The phrase “Yes, Creation!” hits the bull’s eye for relevance. And as an expression of the biblical ethos—of its joy, and of its affirmation of God’s gifts—it is quite simply wonderful. You’d be hard-pressed to come up with two better words for summarizing the Bible’s teaching about the world and our place in it.
But in a secular age, the conviction these words condense is constantly under siege. Everyone knows how modern thought’s assault on God proceeds as noisily as ever, and how it blasts away at faith’s conviction that life on earth is at once a gift and a moral responsibility. Many realize, too, that the death of God, or of the biblical God, entails the death of humanity—the death, that is, of the human spirit as construed by the great prophets and great sages of the past.

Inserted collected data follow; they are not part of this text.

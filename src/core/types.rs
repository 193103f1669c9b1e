//! Core type aliases and re-exports

pub use glam::{I64Vec3, IVec3, UVec3};

/// Standard Result type for the block store
pub type Result<T> = std::result::Result<T, crate::core::error::Error>;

When you marry sheer happenstance to the rule of physical law, it’s hard not to end up a model of human nature that reduces our noblest aspirations—wise choices, generosity, universal solidarity—to mere delusions. Stripped of all inherited accretions, modern thought takes us to be nothing more than (highly evolved) machines. Our aspirations—and indeed everything we experience as purposeful—can be explained away at a deeper level. Competition for survival is what drives us, and it drives us below the level of consciousness. Within groups, members may cooperate to stave off threats and assure group survival, but the motivator is never, at bottom, the well-being of the person or group different from our own. It makes no more sense to contest violence or scorn hierarchies, as a matter of principle, than it does to ask a fencepost for a helping hand.

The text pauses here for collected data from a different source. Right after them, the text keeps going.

//! Skips wiremock-based tests in sandboxes that cannot bind localhost.
//!
//! Shared by the unit tests and, through a `#[path]` include, the
//! integration tests under `tests/`.

use std::net::TcpListener;
use std::panic::Location;

use wiremock::MockServer;

fn socket_tests_required() -> bool {
    std::env::var("QBENCH_REQUIRE_SOCKET_TESTS")
        .ok()
        .is_some_and(|value| matches!(value.to_ascii_lowercase().as_str(), "1" | "true" | "yes"))
}

#[track_caller]
fn should_skip_socket_bound_test() -> bool {
    if TcpListener::bind("127.0.0.1:0").is_ok() {
        return false;
    }

    let location = Location::caller();
    let message = format!(
        "[socket-bound-test] cannot bind localhost socket at {}:{}; wiremock-based test cannot run in this environment",
        location.file(),
        location.line()
    );
    assert!(
        !socket_tests_required(),
        "{message}. Set QBENCH_REQUIRE_SOCKET_TESTS=0 to allow local skip behavior."
    );

    eprintln!("{message}. Skipping test. Set QBENCH_REQUIRE_SOCKET_TESTS=1 to fail-fast instead.");
    true
}

pub async fn start_mock_server_or_skip() -> Option<MockServer> {
    if should_skip_socket_bound_test() {
        None
    } else {
        Some(MockServer::start().await)
    }
}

A main thread of modern thought is the theory of evolution, and in making a case for biblical faith “Yes, Creation!” will be taking aim, at least indirectly, at aspects of this theory. It may discredit the claims of the theory’s most extravagant and undisciplined champions, the exponents of what Marilynne Robinson, the Pulitzer-Prize winning novelist, calls “parascience.” Lecturers may argue that not everything, after all, is explicable in terms of the laws of physics and natural selection. They may argue further that the evidence of our cultural heritage—its testimony concerning moral responsibility, its witness to divine presence—counts against the arrogance, at least, of parascience and for the plausibility, at least, of faith in God.

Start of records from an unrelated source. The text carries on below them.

//! The resilient request executor.

use reqwest::header::RETRY_AFTER;
use reqwest::{Client, Method, RequestBuilder, Response};
use serde::de::DeserializeOwned;
use tracing::{debug, info, instrument, warn};
use url::Url;

use super::retry::{FailureType, RetryPolicy, classify_failure};
use super::{ApiError, ErrorBody};
use crate::auth::TokenManager;

/// A logical API request that can be re-sent verbatim on retry.
#[derive(Debug, Clone)]
pub struct ApiRequest {
    method: Method,
    url: Url,
    query: Vec<(String, String)>,
}

impl ApiRequest {
    /// Creates a GET request.
    #[must_use]
    pub fn get(url: Url) -> Self {
        Self {
            method: Method::GET,
            url,
            query: Vec::new(),
        }
    }

    /// Appends a query parameter.
    #[must_use]
    pub fn query(mut self, key: impl Into<String>, value: impl ToString) -> Self {
        self.query.push((key.into(), value.to_string()));
        self
    }

    /// Returns the request URL (without query parameters).
    #[must_use]
    pub fn url(&self) -> &Url {
        &self.url
    }

    fn build(&self, client: &Client) -> RequestBuilder {
        client
            .request(self.method.clone(), self.url.clone())
            .query(&self.query)
    }
}

/// Executes authenticated API requests with transparent re-authentication
/// and rate-limit backoff.
///
/// # Example
///
/// ```no_run
/// use qbench_sync_core::api::{ApiRequest, RequestExecutor, RetryPolicy, endpoint};
/// use qbench_sync_core::auth::{Credential, TokenManager};
/// use url::Url;
///
/// # async fn example() -> Result<(), Box<dyn std::error::Error>> {
/// let client = reqwest::Client::new();
/// let base = Url::parse("https://lims.example.com/api/")?;
/// let tokens = TokenManager::new(client.clone(), &base, Credential::new("bot", "secret"));
/// let executor = RequestExecutor::new(client, tokens, RetryPolicy::default());
///
/// let request = ApiRequest::get(endpoint(&base, &["reports", "42"]));
/// let detail: serde_json::Value = executor.get_json(&request).await?;
/// println!("{detail}");
/// # Ok(())
/// # }
/// ```
#[derive(Debug)]
pub struct RequestExecutor {
    client: Client,
    tokens: TokenManager,
    policy: RetryPolicy,
}

impl RequestExecutor {
    /// Creates an executor.
    #[must_use]
    pub fn new(client: Client, tokens: TokenManager, policy: RetryPolicy) -> Self {
        Self {
            client,
            tokens,
            policy,
        }
    }

    /// Returns the token manager.
    #[must_use]
    pub fn tokens(&self) -> &TokenManager {
        &self.tokens
    }

    /// Returns the retry policy.
    #[must_use]
    pub fn policy(&self) -> &RetryPolicy {
        &self.policy
    }

    /// Sends `request` with a bearer token, retrying on token expiry and rate
    /// limiting until it succeeds or fails for another reason.
    ///
    /// # Errors
    ///
    /// - [`ApiError::Auth`] when no token can be obtained
    /// - [`ApiError::ReauthExhausted`] after `max_reauth_attempts` expired-token responses
    /// - [`ApiError::RateLimitExhausted`] when the optional rate-limit ceiling is hit
    /// - [`ApiError::HttpStatus`] for any other non-success response
    /// - [`ApiError::Network`] / [`ApiError::Timeout`] for transport failures
    #[instrument(skip(self, request), fields(method = %request.method, url = %request.url))]
    pub async fn execute(&self, request: &ApiRequest) -> Result<Response, ApiError> {
        let url = request.url.to_string();
        let mut expired_responses = 0u32;
        let mut rate_limited_responses = 0u32;

        loop {
            let token = self.tokens.get_valid_token().await?;

            let response = request
                .build(&self.client)
                .bearer_auth(token.value())
                .send()
                .await
                .map_err(|e| ApiError::from_reqwest(&url, e))?;

            let status = response.status();
            if status.is_success() {
                return Ok(response);
            }

            let retry_after = response
                .headers()
                .get(RETRY_AFTER)
                .and_then(|v| v.to_str().ok())
                .map(std::string::ToString::to_string);
            let body = ErrorBody::parse(&response.text().await.unwrap_or_default());

            match classify_failure(status.as_u16(), &body, retry_after.as_deref()) {
                FailureType::TokenExpired => {
                    expired_responses += 1;
                    if expired_responses >= self.policy.max_reauth_attempts() {
                        warn!(
                            attempts = expired_responses,
                            "token still rejected as expired after re-authentication"
                        );
                        return Err(ApiError::ReauthExhausted {
                            url,
                            attempts: expired_responses,
                        });
                    }
                    info!(attempt = expired_responses, "access token expired; re-authenticating");
                    self.tokens.invalidate().await;
                }
                FailureType::RateLimited { wait } => {
                    rate_limited_responses += 1;
                    if let Some(max) = self.policy.max_rate_limit_retries()
                        && rate_limited_responses > max
                    {
                        return Err(ApiError::RateLimitExhausted {
                            url,
                            attempts: rate_limited_responses,
                        });
                    }
                    let delay = self.policy.rate_limit_delay(wait);
                    info!(
                        attempt = rate_limited_responses,
                        delay_ms = delay.as_millis(),
                        using_server_hint = wait.is_some(),
                        "rate limited; backing off"
                    );
                    tokio::time::sleep(delay).await;
                }
                FailureType::Fatal => {
                    debug!(status = status.as_u16(), %body, "request failed");
                    return Err(ApiError::HttpStatus {
                        url,
                        status: status.as_u16(),
                        body,
                    });
                }
            }
        }
    }

    /// Executes `request` and decodes the JSON response body.
    ///
    /// # Errors
    ///
    /// Returns the errors of [`execute`](Self::execute), plus
    /// [`ApiError::Decode`] when the body is not the expected JSON.
    pub async fn get_json<T: DeserializeOwned>(&self, request: &ApiRequest) -> Result<T, ApiError> {
        let response = self.execute(request).await?;
        let url = request.url.to_string();
        let bytes = response
            .bytes()
            .await
            .map_err(|e| ApiError::from_reqwest(&url, e))?;
        serde_json::from_slice(&bytes).map_err(|source| ApiError::Decode { url, source })
    }
}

Or these lecturers may deny that evolutionary science offers any insights at all that deserve our attention; or even say that no deliverance of science may be countenanced if it conflicts in the least with the view that the world was made about 6,000 years ago over the span of six consecutive, 24-hour days.
We will see.
To the degree that “Yes, Creation!” stands up for the biblical anthropology—we were made a little lower than the angels; we are objects of God’s care—it will strike a welcome note. But to the degree that it makes a fixation out of literalism, it will veer into profound and destructive folly. Should the fixation turn out, as we would all guess, to be popular, that popularity will by no means prove the truthfulness of the goings-on. Pandering does not guarantee integrity.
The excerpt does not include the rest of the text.